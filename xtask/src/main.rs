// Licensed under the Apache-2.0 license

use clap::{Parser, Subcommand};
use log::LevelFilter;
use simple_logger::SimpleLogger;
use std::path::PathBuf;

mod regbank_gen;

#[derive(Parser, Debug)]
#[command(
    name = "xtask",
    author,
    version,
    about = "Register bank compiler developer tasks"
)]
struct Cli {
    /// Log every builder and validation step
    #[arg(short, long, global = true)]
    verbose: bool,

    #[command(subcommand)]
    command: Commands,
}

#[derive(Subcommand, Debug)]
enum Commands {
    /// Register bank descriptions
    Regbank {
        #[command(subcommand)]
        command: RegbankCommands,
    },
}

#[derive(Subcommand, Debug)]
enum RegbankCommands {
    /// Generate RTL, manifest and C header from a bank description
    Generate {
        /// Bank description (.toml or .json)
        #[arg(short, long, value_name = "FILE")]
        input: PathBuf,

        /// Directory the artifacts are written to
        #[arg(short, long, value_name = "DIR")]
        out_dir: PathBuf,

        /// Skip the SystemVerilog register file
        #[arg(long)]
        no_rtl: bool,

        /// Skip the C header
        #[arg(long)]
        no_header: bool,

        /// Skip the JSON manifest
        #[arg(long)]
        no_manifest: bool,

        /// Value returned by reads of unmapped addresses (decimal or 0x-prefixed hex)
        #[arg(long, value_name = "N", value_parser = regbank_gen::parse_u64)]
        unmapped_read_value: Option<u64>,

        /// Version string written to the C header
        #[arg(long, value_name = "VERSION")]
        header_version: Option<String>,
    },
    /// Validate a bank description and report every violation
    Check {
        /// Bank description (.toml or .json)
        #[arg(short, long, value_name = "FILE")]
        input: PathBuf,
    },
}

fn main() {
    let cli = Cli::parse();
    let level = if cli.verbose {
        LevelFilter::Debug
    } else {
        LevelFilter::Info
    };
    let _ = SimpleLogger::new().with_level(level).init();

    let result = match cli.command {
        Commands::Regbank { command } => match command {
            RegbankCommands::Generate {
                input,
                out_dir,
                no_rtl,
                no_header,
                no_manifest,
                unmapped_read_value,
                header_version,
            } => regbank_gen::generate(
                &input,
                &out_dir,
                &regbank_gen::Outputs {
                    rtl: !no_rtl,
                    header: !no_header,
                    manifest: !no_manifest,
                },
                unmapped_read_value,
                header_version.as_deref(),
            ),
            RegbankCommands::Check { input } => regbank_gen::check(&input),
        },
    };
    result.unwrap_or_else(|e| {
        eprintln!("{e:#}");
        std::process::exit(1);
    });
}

* * * *

**TASK TO CARRY OUT**
From the entries above, copy every line where the word "Option" shows up.

**RESPONSE TO THIS TASK**
        unmapped_read_value: Option<u64>,
        header_version: Option<String>,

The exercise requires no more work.